## WORK INSTRUCTIONS
Return every line of the data that contains the string "Output".
▬▬▬▬▬▬▬▬▬▬
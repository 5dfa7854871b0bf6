//! Bounded polling and retry helpers
//!
//! Every wait is capped by a timeout or attempt budget and returns promptly
//! when the run is cancelled.

use crate::cancel::Cancellation;
use crate::error::{Result, WorkflowError};
use std::future::Future;
use std::time::Duration;
use tokio::time::Instant;
use tracing::{debug, warn};

/// Outcome of one check in [`poll_until`]
#[derive(Debug, Clone, PartialEq)]
pub enum Poll<T> {
    Ready(T),
    Pending,
    /// The resource can no longer become ready
    Terminal(String),
}

/// Polling cadence and overall budget
#[derive(Debug, Clone, Copy, PartialEq, Eq)]
pub struct WaitConfig {
    pub interval: Duration,
    pub timeout: Duration,
}

impl Default for WaitConfig {
    fn default() -> Self {
        Self {
            interval: Duration::from_secs(10),
            timeout: Duration::from_secs(30 * 60),
        }
    }
}

impl WaitConfig {
    pub fn new(interval: Duration, timeout: Duration) -> Self {
        Self { interval, timeout }
    }
}

/// Attempt budget and fixed backoff between attempts
#[derive(Debug, Clone, Copy, PartialEq, Eq)]
pub struct RetryConfig {
    pub attempts: u32,
    pub backoff: Duration,
}

impl Default for RetryConfig {
    fn default() -> Self {
        Self {
            attempts: 5,
            backoff: Duration::from_secs(10),
        }
    }
}

impl RetryConfig {
    pub fn new(attempts: u32, backoff: Duration) -> Self {
        Self { attempts, backoff }
    }
}

/// Sleep for `duration` unless cancelled first
async fn sleep_or_cancel(duration: Duration, cancel: &Cancellation) -> Result<()> {
    tokio::select! {
        _ = tokio::time::sleep(duration) => Ok(()),
        _ = cancel.cancelled() => Err(WorkflowError::Cancelled),
    }
}

/// Check at a fixed interval until ready, terminal, timed out or cancelled
///
/// Check errors are treated as transient: they are logged and the check is
/// retried on the next tick.
pub async fn poll_until<T, F, Fut>(
    what: &str,
    config: &WaitConfig,
    cancel: &Cancellation,
    mut check: F,
) -> Result<T>
where
    F: FnMut() -> Fut,
    Fut: Future<Output = anyhow::Result<Poll<T>>>,
{
    let deadline = Instant::now() + config.timeout;

    loop {
        if cancel.is_cancelled() {
            return Err(WorkflowError::Cancelled);
        }

        match check().await {
            Ok(Poll::Ready(value)) => return Ok(value),
            Ok(Poll::Pending) => debug!(what = %what, "Still waiting"),
            Ok(Poll::Terminal(reason)) => {
                return Err(WorkflowError::Terminal {
                    what: what.to_string(),
                    reason,
                })
            }
            Err(e) => warn!(what = %what, error = %e, "Check failed, will retry"),
        }

        let now = Instant::now();
        if now >= deadline {
            return Err(WorkflowError::Timeout {
                what: what.to_string(),
                timeout: config.timeout,
            });
        }
        sleep_or_cancel(config.interval.min(deadline - now), cancel).await?;
    }
}

/// Run `op` up to `config.attempts` times, sleeping `config.backoff` between
/// failures. Returns the last error once the budget is spent.
pub async fn retry_with_backoff<T, F, Fut>(
    what: &str,
    config: &RetryConfig,
    cancel: &Cancellation,
    mut op: F,
) -> Result<T>
where
    F: FnMut() -> Fut,
    Fut: Future<Output = anyhow::Result<T>>,
{
    let attempts = config.attempts.max(1);

    for attempt in 1..=attempts {
        if cancel.is_cancelled() {
            return Err(WorkflowError::Cancelled);
        }

        match op().await {
            Ok(value) => return Ok(value),
            Err(e) if attempt == attempts => {
                return Err(WorkflowError::Collaborator(
                    e.context(format!("{} failed after {} attempts", what, attempts)),
                ));
            }
            Err(e) => {
                warn!(what = %what, attempt, attempts, error = %e, "Attempt failed, retrying");
                sleep_or_cancel(config.backoff, cancel).await?;
            }
        }
    }

    Err(WorkflowError::Cancelled)
}
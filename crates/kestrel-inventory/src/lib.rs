//! Kestrel Node Inventory
//!
//! Tracks every machine a cluster has ever provisioned, and compares that
//! record against live infrastructure.
//!
//! Nodes are never removed from the inventory. Deletion is a status change to
//! [`NodeStatus::Deleted`], so repeated deletes stay idempotent and history is
//! kept for audit.

pub mod drift;
pub mod error;
pub mod slots;
pub mod state;
pub mod store;

pub use drift::{detect_drift, detect_inventory_drift, DriftResult, IpMismatch};
pub use error::*;
pub use slots::{parse_pool_slot, pooled_node_name, reserve_control_plane_slot, MAX_POOL_SLOT};
pub use state::{NodeRole, NodeState, NodeStatus, NodesState};
pub use store::NodeStore;
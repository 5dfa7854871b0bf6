//! Durable operation persistence
//!
//! Operations live at `operations/{id}.json` as pretty-printed JSON. The same
//! store also carries arbitrary JSON documents for other components through
//! [`OperationStore::put_json`] and [`OperationStore::get_json`].

use crate::error::{OperationError, Result};
use crate::operation::{Operation, OperationType};
use kestrel_objstore::{ObjectStore, ObjectStoreError};
use serde::de::DeserializeOwned;
use serde::Serialize;
use std::sync::Arc;
use tracing::{debug, info, warn};

/// Key prefix for operation documents
pub const OPERATIONS_PREFIX: &str = "operations/";

/// Persists operations and JSON documents in an object store
#[derive(Clone)]
pub struct OperationStore {
    objects: Arc<dyn ObjectStore>,
}

impl std::fmt::Debug for OperationStore {
    fn fmt(&self, f: &mut std::fmt::Formatter<'_>) -> std::fmt::Result {
        f.debug_struct("OperationStore")
            .field("bucket", &self.objects.bucket())
            .finish_non_exhaustive()
    }
}

impl OperationStore {
    pub fn new(objects: Arc<dyn ObjectStore>) -> Self {
        Self { objects }
    }

    /// Underlying object store
    pub fn objects(&self) -> &Arc<dyn ObjectStore> {
        &self.objects
    }

    fn operation_key(id: &str) -> String {
        format!("{}{}.json", OPERATIONS_PREFIX, id)
    }

    /// Write raw bytes, creating the bucket and retrying once if it is missing
    pub(crate) async fn put_bytes(&self, key: &str, data: Vec<u8>) -> Result<()> {
        match self.objects.put(key, data.clone()).await {
            Err(ObjectStoreError::BucketNotFound(bucket)) => {
                info!(bucket = %bucket, "Creating missing state bucket");
                self.objects.create_bucket().await?;
                self.objects.put(key, data).await?;
                Ok(())
            }
            other => Ok(other?),
        }
    }

    /// Read raw bytes; a missing bucket reads as a missing key
    async fn get_bytes(&self, key: &str) -> Result<Vec<u8>> {
        match self.objects.get(key).await {
            Ok(data) => Ok(data),
            Err(err) if err.is_not_found() || err.is_bucket_not_found() => {
                Err(OperationError::NotFound(key.to_string()))
            }
            Err(err) => Err(err.into()),
        }
    }

    /// Delete a key; absent keys and buckets are not errors
    pub(crate) async fn delete_key(&self, key: &str) -> Result<()> {
        match self.objects.delete(key).await {
            Ok(()) => Ok(()),
            Err(err) if err.is_not_found() || err.is_bucket_not_found() => Ok(()),
            Err(err) => Err(err.into()),
        }
    }

    /// Store any serializable document under `key`
    pub async fn put_json<T: Serialize + ?Sized>(&self, key: &str, value: &T) -> Result<()> {
        let data = serde_json::to_vec_pretty(value)?;
        self.put_bytes(key, data).await
    }

    /// Load a JSON document; `NotFound` if it was never written
    pub async fn get_json<T: DeserializeOwned>(&self, key: &str) -> Result<T> {
        let data = self.get_bytes(key).await?;
        Ok(serde_json::from_slice(&data)?)
    }

    /// Persist an operation, overwriting any previous version
    pub async fn save(&self, op: &Operation) -> Result<()> {
        self.put_json(&Self::operation_key(op.id()), op).await?;
        debug!(
            operation = %op.id(),
            phase = %op.current_phase(),
            "Saved operation"
        );
        Ok(())
    }

    /// Load an operation by ID
    pub async fn load(&self, id: &str) -> Result<Operation> {
        let op: Operation = match self.get_json(&Self::operation_key(id)).await {
            Ok(op) => op,
            Err(err) if err.is_not_found() => {
                return Err(OperationError::NotFound(id.to_string()))
            }
            Err(err) => return Err(err),
        };
        op.validate()?;
        Ok(op)
    }

    /// Delete an operation. Deleting an unknown ID is a no-op.
    pub async fn delete(&self, id: &str) -> Result<()> {
        self.delete_key(&Self::operation_key(id)).await
    }

    /// All readable operations, most recently updated first
    ///
    /// Documents that cannot be read or decoded are skipped with a warning.
    pub async fn list(&self) -> Result<Vec<Operation>> {
        let keys = match self.objects.list(OPERATIONS_PREFIX).await {
            Ok(keys) => keys,
            Err(err) if err.is_bucket_not_found() => return Ok(Vec::new()),
            Err(err) => return Err(err.into()),
        };

        let mut operations = Vec::new();
        for key in keys.iter().filter(|k| k.ends_with(".json")) {
            let op = match self.get_json::<Operation>(key).await {
                Ok(op) => op,
                Err(err) => {
                    warn!(key = %key, error = %err, "Skipping unreadable operation");
                    continue;
                }
            };
            if let Err(err) = op.validate() {
                warn!(key = %key, error = %err, "Skipping invalid operation");
                continue;
            }
            operations.push(op);
        }

        operations.sort_by(|a, b| b.updated_at().cmp(&a.updated_at()));
        Ok(operations)
    }

    /// Incomplete operations matching an optional type and cluster
    pub async fn find_incomplete(
        &self,
        operation_type: Option<&OperationType>,
        cluster: Option<&str>,
    ) -> Result<Vec<Operation>> {
        let cluster = cluster.filter(|c| !c.is_empty());
        Ok(self
            .list()
            .await?
            .into_iter()
            .filter(|op| !op.is_complete())
            .filter(|op| operation_type.map_or(true, |t| op.operation_type() == t))
            .filter(|op| cluster.map_or(true, |c| op.cluster() == c))
            .collect())
    }

    /// The most recently updated incomplete operation, if any
    pub async fn check_resume(
        &self,
        operation_type: &OperationType,
        cluster: &str,
    ) -> Result<Option<Operation>> {
        let mut candidates = self.find_incomplete(Some(operation_type), Some(cluster)).await?;
        if candidates.is_empty() {
            return Ok(None);
        }
        if candidates.len() > 1 {
            warn!(
                kind = %operation_type,
                cluster = %cluster,
                count = candidates.len(),
                "Multiple incomplete operations found, resuming the newest"
            );
        }

        let op = candidates.remove(0);
        info!(
            operation = %op.id(),
            kind = %operation_type,
            cluster = %cluster,
            phase = op.resume_phase().unwrap_or_default(),
            "Found incomplete operation"
        );
        Ok(Some(op))
    }
}

#[cfg(test)]
mod tests {
    use super::*;
    use kestrel_objstore::MemoryObjectStore;
    use serde_json::json;

    fn memory_store() -> OperationStore {
        OperationStore::new(Arc::new(MemoryObjectStore::new()))
    }

    fn new_op(id: &str, kind: OperationType, cluster: &str) -> Operation {
        Operation::new(id, kind, cluster, ["init", "provision", "verify"]).unwrap()
    }

    #[tokio::test]
    async fn test_save_and_load() {
        let store = memory_store();
        let mut op = new_op("op-1", OperationType::CreateCluster, "prod");
        op.complete_phase("init", Some(json!({"ok": true}))).unwrap();
        op.set_context("serverId", "srv-1");

        store.save(&op).await.unwrap();
        store.save(&op).await.unwrap();

        let loaded = store.load("op-1").await.unwrap();
        assert_eq!(loaded, op);

        let raw = store.objects().get("operations/op-1.json").await.unwrap();
        assert!(String::from_utf8(raw).unwrap().contains("\n  \"id\": \"op-1\""));
    }

    #[tokio::test]
    async fn test_load_missing_is_not_found() {
        let store = memory_store();
        let err = store.load("op-missing").await.unwrap_err();
        assert!(matches!(err, OperationError::NotFound(ref id) if id == "op-missing"));
        assert!(err.is_not_found());
    }

    #[tokio::test]
    async fn test_never_created_bucket() {
        let store = OperationStore::new(Arc::new(MemoryObjectStore::without_bucket("state")));

        assert!(store.list().await.unwrap().is_empty());
        assert!(matches!(store.load("op-1").await, Err(OperationError::NotFound(_))));
        store.delete("op-1").await.unwrap();

        store
            .save(&new_op("op-1", OperationType::AddNode, "dev"))
            .await
            .unwrap();
        assert_eq!(store.list().await.unwrap().len(), 1);
    }

    #[tokio::test]
    async fn test_delete_is_idempotent() {
        let store = memory_store();
        store
            .save(&new_op("op-1", OperationType::AddNode, "dev"))
            .await
            .unwrap();
        store.delete("op-1").await.unwrap();
        store.delete("op-1").await.unwrap();
        assert!(matches!(store.load("op-1").await, Err(OperationError::NotFound(_))));
    }

    #[tokio::test]
    async fn test_list_skips_garbage_and_orders_newest_first() {
        let store = memory_store();
        let older = new_op("op-old", OperationType::CreateCluster, "prod");
        store.save(&older).await.unwrap();

        tokio::time::sleep(std::time::Duration::from_millis(5)).await;
        let newer = new_op("op-new", OperationType::CreateCluster, "prod");
        store.save(&newer).await.unwrap();

        let objects = store.objects();
        objects
            .put("operations/broken.json", b"{not json".to_vec())
            .await
            .unwrap();
        objects
            .put("operations/notes.txt", b"ignored".to_vec())
            .await
            .unwrap();
        objects
            .put(
                "operations/mismatch.json",
                serde_json::to_vec(&json!({
                    "id": "mismatch",
                    "type": "add-node",
                    "cluster": "prod",
                    "createdAt": "2024-01-01T00:00:00Z",
                    "updatedAt": "2024-01-01T00:00:00Z",
                    "phaseOrder": ["init"],
                    "phases": {}
                }))
                .unwrap(),
            )
            .await
            .unwrap();

        let ids: Vec<_> = store
            .list()
            .await
            .unwrap()
            .iter()
            .map(|op| op.id().to_string())
            .collect();
        assert_eq!(ids, vec!["op-new", "op-old"]);
    }

    #[tokio::test]
    async fn test_documents_with_null_collections_are_listed() {
        let store = memory_store();
        let doc = json!({
            "id": "op-nil",
            "type": "add-node",
            "cluster": "production",
            "createdAt": "2024-05-01T10:00:00Z",
            "updatedAt": "2024-05-01T10:00:00Z",
            "currentPhase": "init",
            "phaseOrder": ["init", "verify"],
            "phases": {
                "init": { "status": "failed", "error": "timeout" },
                "verify": { "status": "pending" }
            },
            "context": { "nodeName": "production-worker-01" },
            "cleanup": null
        });
        store.put_json("operations/op-nil.json", &doc).await.unwrap();

        let op = store.load("op-nil").await.unwrap();
        assert!(op.cleanup_actions().is_empty());
        assert_eq!(store.list().await.unwrap().len(), 1);

        let incomplete = store
            .find_incomplete(Some(&OperationType::AddNode), Some("production"))
            .await
            .unwrap();
        assert_eq!(incomplete.len(), 1);
        assert_eq!(incomplete[0].resume_phase(), Some("init"));
    }

    #[tokio::test]
    async fn test_find_incomplete_filters() {
        let store = memory_store();
        store
            .save(&new_op("op-a", OperationType::CreateCluster, "prod"))
            .await
            .unwrap();
        store
            .save(&new_op("op-b", OperationType::AddNode, "prod"))
            .await
            .unwrap();
        store
            .save(&new_op("op-c", OperationType::CreateCluster, "staging"))
            .await
            .unwrap();

        let mut done = new_op("op-d", OperationType::CreateCluster, "prod");
        for phase in ["init", "provision", "verify"] {
            done.complete_phase(phase, None).unwrap();
        }
        store.save(&done).await.unwrap();

        let all = store.find_incomplete(None, None).await.unwrap();
        assert_eq!(all.len(), 3);

        let wildcard = store.find_incomplete(None, Some("")).await.unwrap();
        assert_eq!(wildcard.len(), 3);

        let prod_creates = store
            .find_incomplete(Some(&OperationType::CreateCluster), Some("prod"))
            .await
            .unwrap();
        assert_eq!(prod_creates.len(), 1);
        assert_eq!(prod_creates[0].id(), "op-a");
    }

    #[tokio::test]
    async fn test_check_resume() {
        let store = memory_store();
        assert!(store
            .check_resume(&OperationType::CreateCluster, "prod")
            .await
            .unwrap()
            .is_none());

        let mut op = new_op("op-1", OperationType::CreateCluster, "prod");
        op.complete_phase("init", None).unwrap();
        store.save(&op).await.unwrap();

        let found = store
            .check_resume(&OperationType::CreateCluster, "prod")
            .await
            .unwrap()
            .unwrap();
        assert_eq!(found.id(), "op-1");
        assert_eq!(found.resume_phase(), Some("provision"));
    }

    #[tokio::test]
    async fn test_json_documents() {
        let store = memory_store();
        assert!(store
            .get_json::<serde_json::Value>("clusters/prod/extra.json")
            .await
            .unwrap_err()
            .is_not_found());

        store
            .put_json("clusters/prod/extra.json", &json!({"k": "v"}))
            .await
            .unwrap();
        let value: serde_json::Value = store.get_json("clusters/prod/extra.json").await.unwrap();
        assert_eq!(value, json!({"k": "v"}));
    }

    #[tokio::test]
    async fn test_crash_and_resume_from_store() {
        let store = memory_store();
        let id = {
            let mut op = new_op(&Operation::generate_id(), OperationType::CreateCluster, "prod");
            store.save(&op).await.unwrap();
            op.start_phase("init").unwrap();
            store.save(&op).await.unwrap();
            op.complete_phase("init", None).unwrap();
            store.save(&op).await.unwrap();
            op.id().to_string()
        };

        let reloaded = store.load(&id).await.unwrap();
        assert_eq!(reloaded.resume_phase(), Some("provision"));
    }
}
//! Object store configuration

use crate::{MemoryObjectStore, ObjectStore, RedbObjectStore, Result, S3Config, S3ObjectStore};
use serde::Deserialize;
use std::path::PathBuf;
use std::sync::Arc;

/// Default bucket used by local backends
pub const DEFAULT_BUCKET: &str = "kestrel-state";

fn default_bucket() -> String {
    DEFAULT_BUCKET.to_string()
}

/// Storage configuration
#[derive(Debug, Clone, Default, Deserialize)]
#[serde(tag = "backend", rename_all = "lowercase")]
pub enum ObjectStoreConfig {
    /// In-memory storage (for testing)
    #[default]
    Memory,

    /// ReDB local database
    Redb {
        path: PathBuf,
        #[serde(default = "default_bucket")]
        bucket: String,
    },

    /// S3-compatible bucket
    S3(S3Config),
}

/// Create a store from configuration
pub async fn create_object_store(config: &ObjectStoreConfig) -> Result<Arc<dyn ObjectStore>> {
    match config {
        ObjectStoreConfig::Memory => Ok(Arc::new(MemoryObjectStore::new())),
        ObjectStoreConfig::Redb { path, bucket } => {
            let store = RedbObjectStore::open(path, bucket.clone())?;
            Ok(Arc::new(store))
        }
        ObjectStoreConfig::S3(s3) => Ok(Arc::new(S3ObjectStore::new(s3)?)),
    }
}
▬▬▬▬▬▬▬▬▬▬
## PROBLEM SOLUTION
    Fut: Future<Output = anyhow::Result<Poll<T>>>,
    Fut: Future<Output = anyhow::Result<T>>,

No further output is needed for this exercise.